The purpose of the following exercise is to implement a translator from [$\LaTeX$](http://www.latex-project.org) to 
[MathML](https://www.tutorialspoint.com/mathml/index.htm).  $\LaTeX$ is a document markup language
that is especially well suited to present text that contains mathematical formulas.  MathML is the part of <span style="font-variant:small-caps;">Html</span> that deals with the representation of mathematical formulas.  As $\LaTeX$ provides a very rich
document markup language and we can only afford to spend a few hours on this exercise, we confine
ourselves to a small subset of $\LaTeX$.  The file `example.tex` contains some $\LaTeX$.  The goal of this exercise is to implement a translator that is able to transform this file into MathML.

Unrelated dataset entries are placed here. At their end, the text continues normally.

impl Processor {
    pub fn builder(logger: SharedLogger) -> ProcessorBuilder {
        ProcessorBuilder::new(logger)
    }

    pub fn byte_order(&self) -> ByteOrder {
        self.registry.byte_order
    }

    /// Identifier registered for `T`.
    pub fn id_of<T: Message>(&self) -> Option<u16> {
        self.registry.ids.get(&TypeId::of::<T>()).copied()
    }

    /// Decode one frame (`id + body`).
    ///
    /// The shape depends on what is attached to the identifier: a raw
    /// handler gets the body, else a raw-merged handler gets the whole
    /// frame, else the body is decoded into the registered type.
    pub fn unmarshal(&self, frame: Bytes) -> Result<Decoded> {
        let id = self.registry.byte_order.decode_id(&frame).ok_or_else(|| {
            NetError::Protocol(format!("frame too short: {} bytes", frame.len()))
        })?;
        let info = self
            .registry
            .infos
            .get(&id)
            .ok_or(NetError::UnknownMessageId(id))?;

        if info.raw_handler.is_some() {
            Ok(Decoded::Raw(RawMessage {
                id,
                data: frame.slice(MSG_ID_SIZE..),
            }))
        } else if info.raw_merged_handler.is_some() {
            Ok(Decoded::Raw(RawMessage { id, data: frame }))
        } else {
            Ok(Decoded::Message((info.decode)(&frame[MSG_ID_SIZE..])?))
        }
    }

    /// Encode `msg` as an identifier and a body, ready for a vectored write.
    pub fn marshal(&self, msg: &dyn AnyMessage) -> Result<([u8; MSG_ID_SIZE], Bytes)> {
        let id = self.id_of_dyn(msg)?;
        let body = msg.encode_body()?;
        Ok((self.registry.byte_order.encode_id(id), Bytes::from(body)))
    }

    /// Encode `msg` as one contiguous frame.
    pub fn marshal_merged(&self, msg: &dyn AnyMessage) -> Result<Bytes> {
        let (id, body) = self.marshal(msg)?;
        let mut frame = BytesMut::with_capacity(MSG_ID_SIZE + body.len());
        frame.extend_from_slice(&id);
        frame.extend_from_slice(&body);
        Ok(frame.freeze())
    }

    fn id_of_dyn(&self, msg: &dyn AnyMessage) -> Result<u16> {
        self.registry
            .ids
            .get(&Any::type_id(msg.as_any()))
            .copied()
            .ok_or_else(|| NetError::NotRegistered(msg.name().to_string()))
    }

    /// Invoke every dispatch target attached to the message.
    ///
    /// Raw messages go to the raw handler, then the raw-merged handler.
    /// Structured messages go to the typed handler, then to the router.
    /// The router hand-off never blocks; a full router queue is returned as
    /// `RouterFull` after the handler has already run.
    pub fn route(&self, decoded: Decoded, ctx: &RouteContext) -> Result<()> {
        match decoded {
            Decoded::Raw(raw) => {
                let info = self
                    .registry
                    .infos
                    .get(&raw.id)
                    .ok_or(NetError::UnknownMessageId(raw.id))?;
                if let Some(handler) = &info.raw_handler {
                    handler(raw.id, &raw.data, ctx);
                }
                if let Some(handler) = &info.raw_merged_handler {
                    handler(raw.id, &raw.data, ctx);
                }
                Ok(())
            }
            Decoded::Message(msg) => {
                let id = self.id_of_dyn(&*msg)?;
                let info = self
                    .registry
                    .infos
                    .get(&id)
                    .ok_or(NetError::UnknownMessageId(id))?;
                if let Some(handler) = &info.handler {
                    handler(&*msg, ctx);
                }
                if let Some(router) = &info.router {
                    router.submit(info.name, msg, ctx.clone())?;
                }
                Ok(())
            }
        }
    }

    /// Visit every registration in ascending identifier order.
    pub fn range<F: FnMut(u16, &'static str)>(&self, mut f: F) {
        for (id, info) in &self.registry.infos {
            f(*id, info.name);
        }
    }
}
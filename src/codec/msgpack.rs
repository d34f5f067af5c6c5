//! MsgPack codec using `rmp-serde`.
//!
//! Structs are encoded with `to_vec_named` (struct-as-map), so peers written
//! against field names keep working when fields are reordered or added.
//!
//! # Example
//!
//! ```
//! use leafnet::codec::MsgPackCodec;
//! use serde::{Deserialize, Serialize};
//!
//! #[derive(Serialize, Deserialize, PartialEq, Debug)]
//! struct Login {
//!     account: String,
//!     token: u64,
//! }
//!
//! let msg = Login { account: "leaf".to_string(), token: 42 };
//! let encoded = MsgPackCodec::encode(&msg).unwrap();
//! let decoded: Login = MsgPackCodec::decode(&encoded).unwrap();
//! assert_eq!(decoded, msg);
//! ```

use crate::error::Result;

/// MessagePack codec for message bodies.
pub struct MsgPackCodec;

impl MsgPackCodec {
    /// Encode a value to MsgPack bytes.
    ///
    /// # Errors
    ///
    /// Returns error if the value cannot be serialized.
    #[inline]
    pub fn encode<T: serde::Serialize>(value: &T) -> Result<Vec<u8>> {
        Ok(rmp_serde::to_vec_named(value)?)
    }

    /// Decode MsgPack bytes to a value.
    ///
    /// # Errors
    ///
    /// Returns error if the bytes cannot be deserialized to type T.
    #[inline]
    pub fn decode<T: serde::de::DeserializeOwned>(bytes: &[u8]) -> Result<T> {
        Ok(rmp_serde::from_slice(bytes)?)
    }
}
//! Datagram connection: one UDP socket shared by every peer.
//!
//! Each read yields one datagram and the address it came from. Each write
//! carries its destination, or `None` on a connected socket. There is no
//! reassembly: a datagram larger than the read size is truncated.

use std::net::SocketAddr;
use std::sync::{Arc, Mutex};

use bytes::Bytes;
use tokio::net::UdpSocket;
use tokio::sync::mpsc;

use crate::error::{NetError, Result};
use crate::logger::SharedLogger;
use crate::protocol::DEFAULT_MAX_DATAGRAM_SIZE;
use crate::writer::{CloseReason, WriteQueue};

/// One queued outbound datagram.
#[derive(Debug, Clone)]
pub struct Datagram {
    pub data: Bytes,
    /// Destination; `None` sends to the connected peer.
    pub peer: Option<SocketAddr>,
}

/// The socket until the sender task releases it. Readers hold a clone only
/// while a receive is pending.
type SocketSlot = Arc<Mutex<Option<Arc<UdpSocket>>>>;

/// A UDP socket with a bounded outbound queue and one sender task.
pub struct DatagramConn {
    socket: SocketSlot,
    queue: Arc<WriteQueue<Datagram>>,
    local_addr: Option<SocketAddr>,
    peer_addr: Option<SocketAddr>,
    max_datagram_size: usize,
    logger: SharedLogger,
}

impl DatagramConn {
    /// Wrap a bound (and optionally connected) socket. Must be called inside
    /// a tokio runtime.
    ///
    /// A `max_datagram_size` of 0 falls back to 1024.
    pub fn new(
        socket: UdpSocket,
        pending_write_num: usize,
        max_datagram_size: usize,
        logger: SharedLogger,
    ) -> Arc<Self> {
        let local_addr = socket.local_addr().ok();
        let peer_addr = socket.peer_addr().ok();
        let socket = Arc::new(socket);
        let slot: SocketSlot = Arc::new(Mutex::new(Some(socket.clone())));

        let (queue, rx) = WriteQueue::new(pending_write_num);
        tokio::spawn(sender_loop(
            rx,
            socket,
            slot.clone(),
            queue.clone(),
            logger.clone(),
        ));

        let max_datagram_size = if max_datagram_size == 0 {
            DEFAULT_MAX_DATAGRAM_SIZE
        } else {
            max_datagram_size
        };

        Arc::new(Self {
            socket: slot,
            queue,
            local_addr,
            peer_addr,
            max_datagram_size,
            logger,
        })
    }

    /// Concatenate `segments` into one datagram and enqueue it.
    pub fn write_msg(&self, peer: Option<SocketAddr>, segments: &[&[u8]]) -> Result<()> {
        let len = segments.iter().map(|s| s.len()).sum();
        let mut data = Vec::with_capacity(len);
        for segment in segments {
            data.extend_from_slice(segment);
        }
        self.write(peer, Bytes::from(data))
    }

    /// Enqueue one datagram as-is.
    pub fn write(&self, peer: Option<SocketAddr>, data: Bytes) -> Result<()> {
        let result = self.queue.push(Datagram { data, peer });
        if let Err(NetError::QueueFull) = result {
            self.logger
                .warn(format_args!("close udp conn: write queue full"));
        }
        result
    }

    /// Wait for one datagram.
    ///
    /// Returns `ConnectionClosed` once the connection has shut down.
    pub async fn read_msg(&self) -> Result<(Bytes, SocketAddr)> {
        let done = self.queue.done_token();
        let socket = self
            .socket
            .lock()
            .unwrap_or_else(|e| e.into_inner())
            .clone();
        let Some(socket) = socket else {
            return Err(NetError::ConnectionClosed);
        };
        let mut buf = vec![0u8; self.max_datagram_size];

        let (n, peer) = tokio::select! {
            biased;
            _ = done.cancelled() => return Err(NetError::ConnectionClosed),
            received = socket.recv_from(&mut buf) => received?,
        };

        buf.truncate(n);
        Ok((Bytes::from(buf), peer))
    }

    pub fn close(&self) {
        self.queue.close();
    }

    pub fn destroy(&self) {
        self.queue.destroy(CloseReason::Forced);
    }

    pub fn is_closed(&self) -> bool {
        self.queue.is_closed()
    }

    pub fn close_reason(&self) -> Option<CloseReason> {
        self.queue.close_reason()
    }

    /// Resolves once the sender task has stopped and released the socket.
    pub async fn closed(&self) {
        self.queue.closed().await;
    }

    /// Address the socket was bound to.
    pub fn local_addr(&self) -> Option<SocketAddr> {
        self.local_addr
    }

    /// The connected peer, if the socket is connected.
    pub fn peer_addr(&self) -> Option<SocketAddr> {
        self.peer_addr
    }

    pub fn max_datagram_size(&self) -> usize {
        self.max_datagram_size
    }
}

impl Drop for DatagramConn {
    fn drop(&mut self) {
        self.queue.close();
    }
}

/// Send errors are logged and the loop keeps going: one unreachable peer
/// must not stop delivery to the others.
async fn sender_loop(
    mut rx: mpsc::Receiver<Datagram>,
    socket: Arc<UdpSocket>,
    slot: SocketSlot,
    queue: Arc<WriteQueue<Datagram>>,
    logger: SharedLogger,
) {
    let kill = queue.kill_token();

    loop {
        let datagram = tokio::select! {
            biased;
            _ = kill.cancelled() => break,
            datagram = rx.recv() => match datagram {
                Some(datagram) => datagram,
                None => break,
            },
        };

        let sent = match datagram.peer {
            Some(peer) => socket.send_to(&datagram.data, peer).await,
            None => socket.send(&datagram.data).await,
        };
        if let Err(e) = sent {
            logger.error(format_args!(
                "udp send to {} failed: {}",
                super::display_addr(datagram.peer),
                e
            ));
        }
    }

    drop(rx);
    slot.lock().unwrap_or_else(|e| e.into_inner()).take();
    drop(socket);
    // A pending reader drops its clone as soon as it sees this.
    queue.mark_done();
}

We start with reading the file. 

In [2]:
with open('example.tex') as f:
    data = f.read()

Now the variable `data` contains the text that is stored in this file.

In [3]:
print(data)

\documentclass{article}

\begin{document}
The sum of the squares of the first $n$ natural numbers is given as:
$$ \sum\limits_{i=1}^{n} i^{2} = \frac{1}{6} \cdot n \cdot (n+1) \cdot (2\cdot n + 1). $$
According to Pythagoras, the length of the hypotenuse of a right-angled triangle is
the square root of the squares of the length of the two catheti:
$$ c = \sqrt{a^{2} + b^{2}}.  $$
The area of a circle is given as 
$$  A = \pi \cdot r^{2},   $$ 
while its circumference satisfies
$$ C = 2 \cdot \pi \cdot r.  $$
\end{document}



$$ c = \sqrt{a^{2}+b^{2}} $$

Let us look at the output file `example.pdf` that is produced if we run $\LaTeX$ on this file. 
Depending on your operating system, you might have to exchange the command `start` for another command
that is able to open the file `example.pdf`.

In [4]:
!start example.pdf

Next, we open the file `example.html`.  The scanner we are going to implement has to write its output into this file.

In [None]:
outfile = open('example.html', 'w')

<hr style="height:4px;background-color:blue">
Below are some predefined functions that you can use to create the <span style="font-variant:small-caps;">Html</span> file.
<hr style="height:4px;background-color:blue">

The function `start_html` writes the header of the <span style="font-variant:small-caps;">Html</span> file
and the opening `<body>` tag to the file opened above.

In [5]:
def start_html():
    outfile.write('<!doctype html>\n')
    outfile.write('<html>\n')
    outfile.write('<head>\n')
    outfile.write('<script type="text/javascript" ')
    outfile.write('src="https://cdnjs.cloudflare.com/ajax/libs/mathjax/2.7.1/MathJax.js?config=TeX-AMS-MML_HTMLorMML">\n')
    outfile.write('</script>\n')
    outfile.write('</head>\n\n')
    outfile.write('<body>\n\n')

The function `end_html` writes the closing `</body>` and `</html>` tags.

In [6]:
def end_html():
    outfile.write('</body>\n')
    outfile.write('</html>\n')

The function `start_math_block` starts a *math block*.  This is useful for formulas enclosed in `$$`.  This type of formulas is displayed in a line by itself.

In [7]:
def start_math_block():
    outfile.write('<math xmlns="http://www.w3.org/1998/Math/MathML" display="block">\n')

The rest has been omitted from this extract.